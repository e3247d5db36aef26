//! WebSocket transport for the client.
//!
//! Provides [`ConnectedClient`] which handles WebSocket I/O for text frames.
//! This is a thin layer that just sends/receives frames - protocol logic
//! remains in the Sans-IO [`crate::Client`]. Binary frames holding UTF-8 are
//! delivered as text; other binary frames are dropped.
//!
//! A background task owns the socket. Inbound frames arrive as
//! [`TransportEvent::Frame`], followed by exactly one terminal event:
//! [`TransportEvent::Closed`] for an orderly close from either side, or
//! [`TransportEvent::Failed`] when the connection breaks. Nothing is
//! delivered after the terminal event.

use std::time::Duration;

use futures::{SinkExt, StreamExt};
use thiserror::Error;
use tokio::{
    net::TcpStream,
    sync::{mpsc, oneshot},
};
use tokio_tungstenite::{MaybeTlsStream, WebSocketStream, tungstenite::Message};
use tracing::{debug, trace, warn};

/// Transport errors.
#[derive(Debug, Clone, PartialEq, Eq, Error)]
pub enum TransportError {
    /// Connection could not be established.
    #[error("connection failed: {0}")]
    Connection(String),

    /// Transport was closed, locally or by its terminal event.
    #[error("transport not open")]
    NotOpen,

    /// The socket write failed. The connection ends with `Failed`.
    #[error("write failed: {0}")]
    Write(String),
}

/// Events delivered by the transport task.
#[derive(Debug, Clone, PartialEq, Eq)]
pub enum TransportEvent {
    /// Text frame from the server.
    Frame(String),

    /// Orderly close.
    Closed {
        /// Close reason.
        reason: String,
    },

    /// Connection broke.
    Failed {
        /// Failure cause.
        cause: String,
    },
}

/// Transport configuration.
#[derive(Debug, Clone)]
pub struct TransportConfig {
    /// Maximum time to establish the connection.
    pub connect_timeout: Duration,
    /// Capacity of the inbound and outbound frame channels.
    pub channel_capacity: usize,
}

impl Default for TransportConfig {
    fn default() -> Self {
        Self { connect_timeout: Duration::from_secs(10), channel_capacity: 64 }
    }
}

/// Outbound frame and the channel its write result goes back on.
struct Outbound {
    frame: String,
    written: oneshot::Sender<Result<(), TransportError>>,
}

/// Handle to a connected WebSocket.
///
/// Frames are sent/received via channels, and an internal task handles the
/// socket I/O. Dropping the handle closes the connection.
pub struct ConnectedClient {
    /// Outbound frames. `None` once closed locally.
    to_server: Option<mpsc::Sender<Outbound>>,
    /// Inbound frames and the terminal event.
    from_server: mpsc::Receiver<TransportEvent>,
}

impl ConnectedClient {
    /// Send a text frame and wait until it is written to the socket.
    ///
    /// # Errors
    ///
    /// - `TransportError::NotOpen` after [`Self::close`], or if the
    ///   connection ended before the frame was written
    /// - `TransportError::Write` if the socket write failed
    pub async fn send(&self, frame: String) -> Result<(), TransportError> {
        let to_server = self.to_server.as_ref().ok_or(TransportError::NotOpen)?;
        let (written, result) = oneshot::channel();
        to_server.send(Outbound { frame, written }).await.map_err(|_| TransportError::NotOpen)?;
        // Frames still queued when the task exits are dropped with their sender.
        result.await.unwrap_or(Err(TransportError::NotOpen))
    }

    /// Next inbound event. `None` once the terminal event has been taken.
    pub async fn recv(&mut self) -> Option<TransportEvent> {
        self.from_server.recv().await
    }

    /// Close the connection. Safe to call any number of times.
    pub fn close(&mut self) {
        if self.to_server.take().is_some() {
            debug!("closing transport");
        }
    }

    /// True until [`Self::close`] is called.
    pub fn is_open(&self) -> bool {
        self.to_server.is_some()
    }
}

impl Drop for ConnectedClient {
    fn drop(&mut self) {
        self.close();
    }
}

/// Connect to a chatwire server at a `ws://` or `wss://` endpoint.
///
/// Returns a [`ConnectedClient`] with channels for frame transport.
pub async fn connect(endpoint: &str) -> Result<ConnectedClient, TransportError> {
    connect_with_config(endpoint, TransportConfig::default()).await
}

/// Connect with explicit configuration.
pub async fn connect_with_config(
    endpoint: &str,
    config: TransportConfig,
) -> Result<ConnectedClient, TransportError> {
    let (socket, _response) =
        tokio::time::timeout(config.connect_timeout, tokio_tungstenite::connect_async(endpoint))
            .await
            .map_err(|_| {
                TransportError::Connection(format!(
                    "timed out after {:?} connecting to {endpoint}",
                    config.connect_timeout
                ))
            })?
            .map_err(|e| TransportError::Connection(format!("connect to {endpoint} failed: {e}")))?;

    debug!(%endpoint, "transport connected");

    let (to_server_tx, to_server_rx) = mpsc::channel::<Outbound>(config.channel_capacity);
    let (from_server_tx, from_server_rx) = mpsc::channel::<TransportEvent>(config.channel_capacity);

    tokio::spawn(run_connection(socket, to_server_rx, from_server_tx));

    Ok(ConnectedClient { to_server: Some(to_server_tx), from_server: from_server_rx })
}

/// Run the connection, bridging between channels and the socket.
async fn run_connection(
    socket: WebSocketStream<MaybeTlsStream<TcpStream>>,
    mut to_server: mpsc::Receiver<Outbound>,
    from_server: mpsc::Sender<TransportEvent>,
) {
    let (mut sink, mut stream) = socket.split();

    let terminal = loop {
        tokio::select! {
            outbound = to_server.recv() => match outbound {
                Some(Outbound { frame, written }) => {
                    match sink.send(Message::Text(frame.into())).await {
                        Ok(()) => {
                            let _ = written.send(Ok(()));
                        },
                        Err(e) => {
                            warn!(error = %e, "send failed");
                            let _ = written.send(Err(TransportError::Write(e.to_string())));
                            break TransportEvent::Failed { cause: e.to_string() };
                        },
                    }
                },
                None => {
                    let _ = sink.close().await;
                    break TransportEvent::Closed { reason: "closed by client".to_string() };
                },
            },
            inbound = stream.next() => match inbound {
                Some(Ok(Message::Text(text))) => {
                    let event = TransportEvent::Frame(text.as_str().to_owned());
                    if from_server.send(event).await.is_err() {
                        let _ = sink.close().await;
                        break TransportEvent::Closed { reason: "receiver dropped".to_string() };
                    }
                },
                Some(Ok(Message::Close(frame))) => {
                    let reason = frame
                        .map(|f| f.reason.as_str().to_owned())
                        .filter(|reason| !reason.is_empty())
                        .unwrap_or_else(|| "closed by server".to_string());
                    break TransportEvent::Closed { reason };
                },
                Some(Ok(Message::Binary(bytes))) => match String::from_utf8(bytes.to_vec()) {
                    Ok(text) => {
                        debug!(len = text.len(), "binary frame carries text, forwarding");
                        if from_server.send(TransportEvent::Frame(text)).await.is_err() {
                            let _ = sink.close().await;
                            break TransportEvent::Closed { reason: "receiver dropped".to_string() };
                        }
                    },
                    Err(_) => debug!(len = bytes.len(), "dropping non-UTF-8 binary frame"),
                },
                Some(Ok(other)) => trace!(?other, "ignoring control frame"),
                Some(Err(e)) => {
                    warn!(error = %e, "receive failed");
                    break TransportEvent::Failed { cause: e.to_string() };
                },
                None => {
                    break TransportEvent::Failed { cause: "connection reset".to_string() };
                },
            },
        }
    };

    debug!(?terminal, "transport ended");
    let _ = from_server.send(terminal).await;
}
= = =
● Your objective:
From the data above, copy every line where "Option" appears.

● Answer to this task:
    to_server: Option<mpsc::Sender<Outbound>>,
    pub async fn recv(&mut self) -> Option<TransportEvent> {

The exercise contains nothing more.